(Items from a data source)
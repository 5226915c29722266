//! Token grants against the `token` endpoint

use std::sync::Arc;

use easemob_domain::{
    AppTokenRequest, AppTokenResponse, ClientConfig, GrantType, Result, UserTokenRequest,
    UserTokenResponse,
};
use tracing::{debug, info, instrument};

use super::dynamic_token::{self, Clock, DynamicTokenParams, SystemClock};
use super::token_cache::AppTokenCache;
use crate::transport::{ApiExecutor, ApiRequest};
use crate::validation::ensure_not_empty;

const TOKEN_PATH: &str = "token";

/// `ttl < 0` leaves the field out so the console setting applies
fn ttl_field(ttl: i64) -> Option<i64> {
    (ttl >= 0).then_some(ttl)
}

/// Application token lifecycle and user token issuance
#[derive(Clone)]
pub struct AuthService {
    executor: ApiExecutor,
    config: Arc<ClientConfig>,
    tokens: AppTokenCache,
    clock: Arc<dyn Clock>,
}

impl AuthService {
    pub fn new(executor: ApiExecutor, config: Arc<ClientConfig>, tokens: AppTokenCache) -> Self {
        Self { executor, config, tokens, clock: Arc::new(SystemClock) }
    }

    /// Replace the time source used for dynamic tokens
    pub fn with_clock(mut self, clock: Arc<dyn Clock>) -> Self {
        self.clock = clock;
        self
    }

    /// Request an application token and make it the active one
    ///
    /// `ttl < 0` uses the console default, `ttl == 0` never expires. The unit
    /// is milliseconds on the VIP5 cluster and seconds elsewhere.
    #[instrument(skip(self))]
    pub async fn get_app_token(&self, ttl: i64) -> Result<AppTokenResponse> {
        let body = AppTokenRequest {
            grant_type: GrantType::ClientCredentials,
            client_id: &self.config.client_id,
            client_secret: &self.config.client_secret,
            ttl: ttl_field(ttl),
        };
        let request = ApiRequest::post(TOKEN_PATH).json(&body)?.anonymous();

        let response: AppTokenResponse = self.executor.execute(request).await?;
        self.tokens.set(response.access_token.clone());

        info!(expires_in = response.expires_in, "application token refreshed");
        Ok(response)
    }

    /// Use a token managed elsewhere; no request is made
    pub fn set_app_token(&self, token: impl Into<String>) {
        self.tokens.set(token);
        debug!("application token overridden");
    }

    pub fn app_token(&self) -> Option<String> {
        self.tokens.get()
    }

    pub fn clear_app_token(&self) {
        self.tokens.clear();
    }

    /// Request a user token
    ///
    /// A non-empty `password` selects the password grant. Otherwise the
    /// `inherit` grant is used, relying on the application token, and
    /// `auto_create_user` asks the server to register unknown users.
    #[instrument(skip(self, password))]
    pub async fn get_user_token(
        &self,
        username: &str,
        password: Option<&str>,
        auto_create_user: bool,
        ttl: i64,
    ) -> Result<UserTokenResponse> {
        ensure_not_empty("username", username)?;

        let password = password.filter(|password| !password.is_empty());
        let body = match password {
            Some(password) => UserTokenRequest {
                grant_type: GrantType::Password,
                username,
                password: Some(password),
                auto_create_user: None,
                ttl: ttl_field(ttl),
            },
            None => UserTokenRequest {
                grant_type: GrantType::Inherit,
                username,
                password: None,
                auto_create_user: auto_create_user.then_some(true),
                ttl: ttl_field(ttl),
            },
        };

        let request = ApiRequest::post(TOKEN_PATH).json(&body)?;
        let response: UserTokenResponse = self.executor.execute(request).await?;
        debug!(grant = %body.grant_type, "user token issued");
        Ok(response)
    }

    /// Build a stateless user token locally
    ///
    /// A non-positive ttl is a caller bug. It comes back as an error rather
    /// than a panic; do not retry it, fix the call site.
    ///
    /// # Errors
    /// `InvalidInput` for an empty username or `ttl_seconds <= 0`.
    #[instrument(skip(self))]
    pub fn create_user_token(&self, username: &str, ttl_seconds: i64) -> Result<String> {
        ensure_not_empty("username", username)?;

        let app_key = self.config.app_key();
        let params = DynamicTokenParams {
            client_id: &self.config.client_id,
            client_secret: &self.config.client_secret,
            app_key: &app_key,
            username,
            ttl_seconds,
        };
        dynamic_token::build(&params, self.clock.unix_seconds())
    }
}

impl std::fmt::Debug for AuthService {
    fn fmt(&self, f: &mut std::fmt::Formatter<'_>) -> std::fmt::Result {
        f.debug_struct("AuthService")
            .field("app_key", &self.config.app_key())
            .field("tokens", &self.tokens)
            .finish_non_exhaustive()
    }
}

#[cfg(test)]
mod tests {
    use base64::engine::general_purpose::URL_SAFE;
    use base64::Engine;
    use serde_json::json;

    use crate::testing::{client_with, FixedClock, RecordingTransport};

    #[tokio::test]
    async fn app_token_request_is_anonymous_and_cached() {
        let transport = RecordingTransport::new();
        transport.enqueue_json(
            200,
            json!({"access_token": "YWMt-app", "expires_in": 5_184_000, "application": "app-uuid"}),
        );
        let client = client_with(transport.clone());
        client.set_app_token("stale");

        let token = client.auth().get_app_token(-1).await.unwrap();

        assert_eq!(token.access_token, "YWMt-app");
        assert_eq!(token.application, "app-uuid");
        assert_eq!(client.app_token().as_deref(), Some("YWMt-app"));

        let request = transport.last_request().unwrap();
        assert_eq!(request.path, "token");
        assert_eq!(request.bearer, None);
        assert_eq!(
            request.json_body().unwrap(),
            &json!({
                "grant_type": "client_credentials",
                "client_id": "YXA6client",
                "client_secret": "YXA6secret"
            })
        );
    }

    #[tokio::test]
    async fn app_token_ttl_zero_is_sent() {
        let transport = RecordingTransport::new();
        transport.enqueue_json(200, json!({"access_token": "t", "expires_in": 0}));
        let client = client_with(transport.clone());

        client.auth().get_app_token(0).await.unwrap();

        assert_eq!(transport.last_request().unwrap().json_body().unwrap()["ttl"], 0);
    }

    #[tokio::test]
    async fn failed_app_token_request_keeps_previous_token() {
        let transport = RecordingTransport::new();
        transport.enqueue_json(
            401,
            json!({"error": "invalid_client", "error_description": "client authentication failed"}),
        );
        let client = client_with(transport.clone());
        client.set_app_token("previous");

        let err = client.auth().get_app_token(-1).await.unwrap_err();

        assert_eq!(err.status(), Some(401));
        assert_eq!(client.app_token().as_deref(), Some("previous"));
    }

    #[tokio::test]
    async fn password_grant_wins_over_auto_create() {
        let transport = RecordingTransport::new();
        transport.enqueue_json(
            200,
            json!({"access_token": "YWMt-user", "expires_in": 3600, "user": {"username": "alice", "activated": true}}),
        );
        let client = client_with(transport.clone());

        let token = client.auth().get_user_token("alice", Some("pw"), true, 3600).await.unwrap();

        assert_eq!(token.user.username, "alice");
        let body = transport.last_request().unwrap().json_body().cloned().unwrap();
        assert_eq!(
            body,
            json!({"grant_type": "password", "username": "alice", "password": "pw", "ttl": 3600})
        );
    }

    #[tokio::test]
    async fn inherit_grant_carries_app_token_and_auto_create_flag() {
        let transport = RecordingTransport::new();
        transport.enqueue_json(200, json!({"access_token": "YWMt-user", "expires_in": 3600}));
        let client = client_with(transport.clone());
        client.set_app_token("YWMt-app");

        client.auth().get_user_token("alice", Some(""), true, -1).await.unwrap();

        let request = transport.last_request().unwrap();
        assert_eq!(request.bearer.as_deref(), Some("YWMt-app"));
        assert_eq!(
            request.json_body().unwrap(),
            &json!({"grant_type": "inherit", "username": "alice", "autoCreateUser": true})
        );
    }

    #[tokio::test]
    async fn inherit_grant_without_auto_create_omits_flag() {
        let transport = RecordingTransport::new();
        transport.enqueue_json(200, json!({"access_token": "t"}));
        let client = client_with(transport.clone());

        client.auth().get_user_token("alice", None, false, -1).await.unwrap();

        let body = transport.last_request().unwrap().json_body().cloned().unwrap();
        assert_eq!(body, json!({"grant_type": "inherit", "username": "alice"}));
    }

    #[tokio::test]
    async fn invalid_grant_surfaces_description() {
        let transport = RecordingTransport::new();
        transport.enqueue_json(
            400,
            json!({
                "error": "invalid_grant",
                "exception": "UnauthorizedException",
                "timestamp": 1_700_000_000_000_i64,
                "duration": 0,
                "error_description": "bad credentials"
            }),
        );
        let client = client_with(transport.clone());

        let err = client.auth().get_user_token("alice", Some("wrong"), false, -1).await.unwrap_err();

        assert_eq!(err.to_string(), "bad credentials");
        assert_eq!(err.api_error().unwrap().error, "invalid_grant");
    }

    #[tokio::test]
    async fn empty_username_is_rejected_locally() {
        let transport = RecordingTransport::new();
        let client = client_with(transport.clone());

        let err = client.auth().get_user_token("", Some("pw"), false, -1).await.unwrap_err();

        assert!(err.is_validation());
        assert_eq!(transport.request_count(), 0);
    }

    #[test]
    fn frozen_clock_gives_identical_tokens() {
        let transport = RecordingTransport::new();
        let client = client_with(transport.clone())
            .with_clock(std::sync::Arc::new(FixedClock(1_700_000_000)));

        let first = client.auth().create_user_token("alice", 600).unwrap();
        let second = client.auth().create_user_token("alice", 600).unwrap();
        assert_eq!(first, second);

        let decoded = String::from_utf8(URL_SAFE.decode(&first).unwrap()).unwrap();
        let payload: serde_json::Value =
            serde_json::from_str(decoded.strip_prefix("dt-").unwrap()).unwrap();
        assert_eq!(payload["appkey"], "demo-org#chat");
        assert_eq!(payload["curTime"], 1_700_000_000);
        assert_eq!(payload.as_object().unwrap().len(), 5);
        assert_eq!(transport.request_count(), 0);
    }

    #[test]
    fn non_positive_ttl_never_yields_a_token() {
        let client = client_with(RecordingTransport::new());
        assert!(client.auth().create_user_token("alice", 0).unwrap_err().is_validation());
        assert!(client.auth().create_user_token("alice", -1).unwrap_err().is_validation());
    }
}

§ WHAT YOU ARE ASKED TO DO
Quote exactly the stretch of lines above that starts at the first one and ends at the line with "use super::token_cache::AppTokenCache;", and nothing beyond it.

§ TASK RESPONSE
repository 5226915c29722266
//! Token grants against the `token` endpoint

use std::sync::Arc;

use easemob_domain::{
    AppTokenRequest, AppTokenResponse, ClientConfig, GrantType, Result, UserTokenRequest,
    UserTokenResponse,
};
use tracing::{debug, info, instrument};

use super::dynamic_token::{self, Clock, DynamicTokenParams, SystemClock};
use super::token_cache::AppTokenCache;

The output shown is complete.